Collect the lines of the entries where "config" shows up.
━━━ Provided information ━━━
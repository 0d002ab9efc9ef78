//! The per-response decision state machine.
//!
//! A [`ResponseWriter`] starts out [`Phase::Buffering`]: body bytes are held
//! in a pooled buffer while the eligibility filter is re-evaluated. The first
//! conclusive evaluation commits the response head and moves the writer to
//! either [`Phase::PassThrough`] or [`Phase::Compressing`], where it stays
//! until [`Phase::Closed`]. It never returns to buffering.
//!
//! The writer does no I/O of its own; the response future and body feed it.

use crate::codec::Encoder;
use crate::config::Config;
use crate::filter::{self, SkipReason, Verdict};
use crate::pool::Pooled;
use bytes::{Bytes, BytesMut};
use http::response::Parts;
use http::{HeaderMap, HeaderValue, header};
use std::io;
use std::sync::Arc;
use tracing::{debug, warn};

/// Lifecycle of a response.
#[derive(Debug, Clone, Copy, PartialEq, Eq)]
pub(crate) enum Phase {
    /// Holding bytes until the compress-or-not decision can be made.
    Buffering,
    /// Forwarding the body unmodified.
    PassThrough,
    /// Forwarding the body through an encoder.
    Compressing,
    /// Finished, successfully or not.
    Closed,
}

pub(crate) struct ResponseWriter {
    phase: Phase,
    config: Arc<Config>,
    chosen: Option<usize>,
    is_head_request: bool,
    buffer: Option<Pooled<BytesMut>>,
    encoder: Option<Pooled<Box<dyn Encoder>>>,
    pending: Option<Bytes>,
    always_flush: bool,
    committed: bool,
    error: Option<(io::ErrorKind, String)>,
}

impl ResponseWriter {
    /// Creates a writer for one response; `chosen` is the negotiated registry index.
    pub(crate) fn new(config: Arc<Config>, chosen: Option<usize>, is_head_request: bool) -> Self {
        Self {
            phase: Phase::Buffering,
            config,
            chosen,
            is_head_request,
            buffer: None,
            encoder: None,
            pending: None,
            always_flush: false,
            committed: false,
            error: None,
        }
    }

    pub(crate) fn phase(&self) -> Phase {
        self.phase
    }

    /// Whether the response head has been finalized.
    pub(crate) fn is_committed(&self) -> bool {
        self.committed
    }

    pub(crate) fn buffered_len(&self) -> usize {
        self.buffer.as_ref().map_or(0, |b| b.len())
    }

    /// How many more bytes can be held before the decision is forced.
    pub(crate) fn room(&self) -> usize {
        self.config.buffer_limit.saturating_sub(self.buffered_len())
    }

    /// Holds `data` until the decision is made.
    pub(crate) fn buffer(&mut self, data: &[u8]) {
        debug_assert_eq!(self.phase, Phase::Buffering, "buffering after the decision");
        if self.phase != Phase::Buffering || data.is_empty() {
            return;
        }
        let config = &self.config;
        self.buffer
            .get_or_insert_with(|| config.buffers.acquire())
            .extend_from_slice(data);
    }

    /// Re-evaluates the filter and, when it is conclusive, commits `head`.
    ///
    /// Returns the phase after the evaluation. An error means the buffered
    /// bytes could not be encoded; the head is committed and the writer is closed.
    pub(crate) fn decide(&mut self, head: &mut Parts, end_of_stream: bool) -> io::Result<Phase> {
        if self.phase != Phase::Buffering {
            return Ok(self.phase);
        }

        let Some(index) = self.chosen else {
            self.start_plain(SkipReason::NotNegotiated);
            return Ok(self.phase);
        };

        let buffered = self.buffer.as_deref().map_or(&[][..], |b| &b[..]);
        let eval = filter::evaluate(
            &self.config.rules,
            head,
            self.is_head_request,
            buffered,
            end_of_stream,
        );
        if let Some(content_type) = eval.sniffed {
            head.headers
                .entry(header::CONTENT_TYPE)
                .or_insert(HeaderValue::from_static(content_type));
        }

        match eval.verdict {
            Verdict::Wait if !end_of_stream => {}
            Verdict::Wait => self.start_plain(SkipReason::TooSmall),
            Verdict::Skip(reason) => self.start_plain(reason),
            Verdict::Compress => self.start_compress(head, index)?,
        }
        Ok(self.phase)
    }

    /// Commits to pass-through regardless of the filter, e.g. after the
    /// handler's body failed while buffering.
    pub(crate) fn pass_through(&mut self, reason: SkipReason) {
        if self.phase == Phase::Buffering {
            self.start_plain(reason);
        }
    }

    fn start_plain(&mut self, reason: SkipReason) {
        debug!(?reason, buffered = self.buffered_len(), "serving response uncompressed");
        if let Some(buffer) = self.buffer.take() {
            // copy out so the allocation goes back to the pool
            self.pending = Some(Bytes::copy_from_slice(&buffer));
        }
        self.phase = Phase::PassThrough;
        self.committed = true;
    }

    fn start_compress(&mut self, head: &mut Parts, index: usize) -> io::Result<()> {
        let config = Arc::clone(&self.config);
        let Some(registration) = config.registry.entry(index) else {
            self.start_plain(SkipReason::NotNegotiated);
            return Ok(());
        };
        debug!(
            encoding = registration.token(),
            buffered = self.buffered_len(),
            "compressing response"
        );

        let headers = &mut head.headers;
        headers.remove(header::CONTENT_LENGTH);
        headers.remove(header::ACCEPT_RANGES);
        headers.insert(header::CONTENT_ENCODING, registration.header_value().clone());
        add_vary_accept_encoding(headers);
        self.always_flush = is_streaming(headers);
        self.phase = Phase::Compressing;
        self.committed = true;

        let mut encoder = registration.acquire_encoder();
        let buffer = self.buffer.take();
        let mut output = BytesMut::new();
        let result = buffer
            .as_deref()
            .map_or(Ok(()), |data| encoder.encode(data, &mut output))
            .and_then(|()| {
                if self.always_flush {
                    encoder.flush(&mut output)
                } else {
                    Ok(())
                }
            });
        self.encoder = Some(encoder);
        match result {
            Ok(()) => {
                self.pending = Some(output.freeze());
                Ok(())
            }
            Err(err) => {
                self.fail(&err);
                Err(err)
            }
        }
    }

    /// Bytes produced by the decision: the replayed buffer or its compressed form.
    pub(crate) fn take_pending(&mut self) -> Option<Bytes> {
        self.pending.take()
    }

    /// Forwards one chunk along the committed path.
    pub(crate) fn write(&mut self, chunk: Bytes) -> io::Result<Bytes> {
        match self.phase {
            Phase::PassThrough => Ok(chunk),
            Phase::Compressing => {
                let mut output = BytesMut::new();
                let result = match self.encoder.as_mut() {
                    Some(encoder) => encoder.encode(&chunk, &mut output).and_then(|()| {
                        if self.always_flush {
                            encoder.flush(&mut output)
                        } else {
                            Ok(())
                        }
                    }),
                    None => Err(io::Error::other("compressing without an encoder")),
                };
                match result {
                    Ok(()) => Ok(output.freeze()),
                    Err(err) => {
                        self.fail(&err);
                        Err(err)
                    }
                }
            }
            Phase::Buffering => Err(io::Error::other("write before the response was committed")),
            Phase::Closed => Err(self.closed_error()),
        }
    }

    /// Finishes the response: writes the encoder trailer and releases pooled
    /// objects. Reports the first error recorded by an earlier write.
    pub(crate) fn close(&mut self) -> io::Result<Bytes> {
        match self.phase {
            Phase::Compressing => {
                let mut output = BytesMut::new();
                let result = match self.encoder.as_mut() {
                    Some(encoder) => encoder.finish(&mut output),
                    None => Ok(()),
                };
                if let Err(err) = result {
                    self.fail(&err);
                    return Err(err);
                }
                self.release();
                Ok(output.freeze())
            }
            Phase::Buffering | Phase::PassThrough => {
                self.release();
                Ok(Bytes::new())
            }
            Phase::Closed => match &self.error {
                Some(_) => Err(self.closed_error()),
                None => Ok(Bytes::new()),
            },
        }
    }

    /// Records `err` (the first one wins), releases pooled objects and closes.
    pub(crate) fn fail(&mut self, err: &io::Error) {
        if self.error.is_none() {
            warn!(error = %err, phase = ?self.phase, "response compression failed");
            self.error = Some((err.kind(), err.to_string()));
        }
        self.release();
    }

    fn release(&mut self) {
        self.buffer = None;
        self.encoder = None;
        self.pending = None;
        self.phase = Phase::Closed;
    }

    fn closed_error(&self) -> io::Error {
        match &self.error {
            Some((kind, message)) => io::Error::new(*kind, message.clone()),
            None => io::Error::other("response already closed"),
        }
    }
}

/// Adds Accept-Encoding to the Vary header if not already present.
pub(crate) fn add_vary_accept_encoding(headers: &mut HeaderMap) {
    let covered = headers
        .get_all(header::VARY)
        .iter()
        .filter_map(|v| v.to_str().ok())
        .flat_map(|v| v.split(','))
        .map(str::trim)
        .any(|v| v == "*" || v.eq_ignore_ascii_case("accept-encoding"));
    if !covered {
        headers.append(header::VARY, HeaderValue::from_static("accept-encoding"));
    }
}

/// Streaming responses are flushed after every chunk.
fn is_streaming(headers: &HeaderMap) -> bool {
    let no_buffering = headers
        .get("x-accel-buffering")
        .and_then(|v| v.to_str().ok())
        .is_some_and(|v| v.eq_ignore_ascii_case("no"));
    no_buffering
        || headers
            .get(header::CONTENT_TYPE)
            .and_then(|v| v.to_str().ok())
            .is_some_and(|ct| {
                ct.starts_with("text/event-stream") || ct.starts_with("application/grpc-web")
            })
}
━━━
> **Answer to the exercise**:
use crate::config::Config;
    config: Arc<Config>,
    pub(crate) fn new(config: Arc<Config>, chosen: Option<usize>, is_head_request: bool) -> Self {
            config,
        self.config.buffer_limit.saturating_sub(self.buffered_len())
        let config = &self.config;
            .get_or_insert_with(|| config.buffers.acquire())
            &self.config.rules,
        let config = Arc::clone(&self.config);
        let Some(registration) = config.registry.entry(index) else {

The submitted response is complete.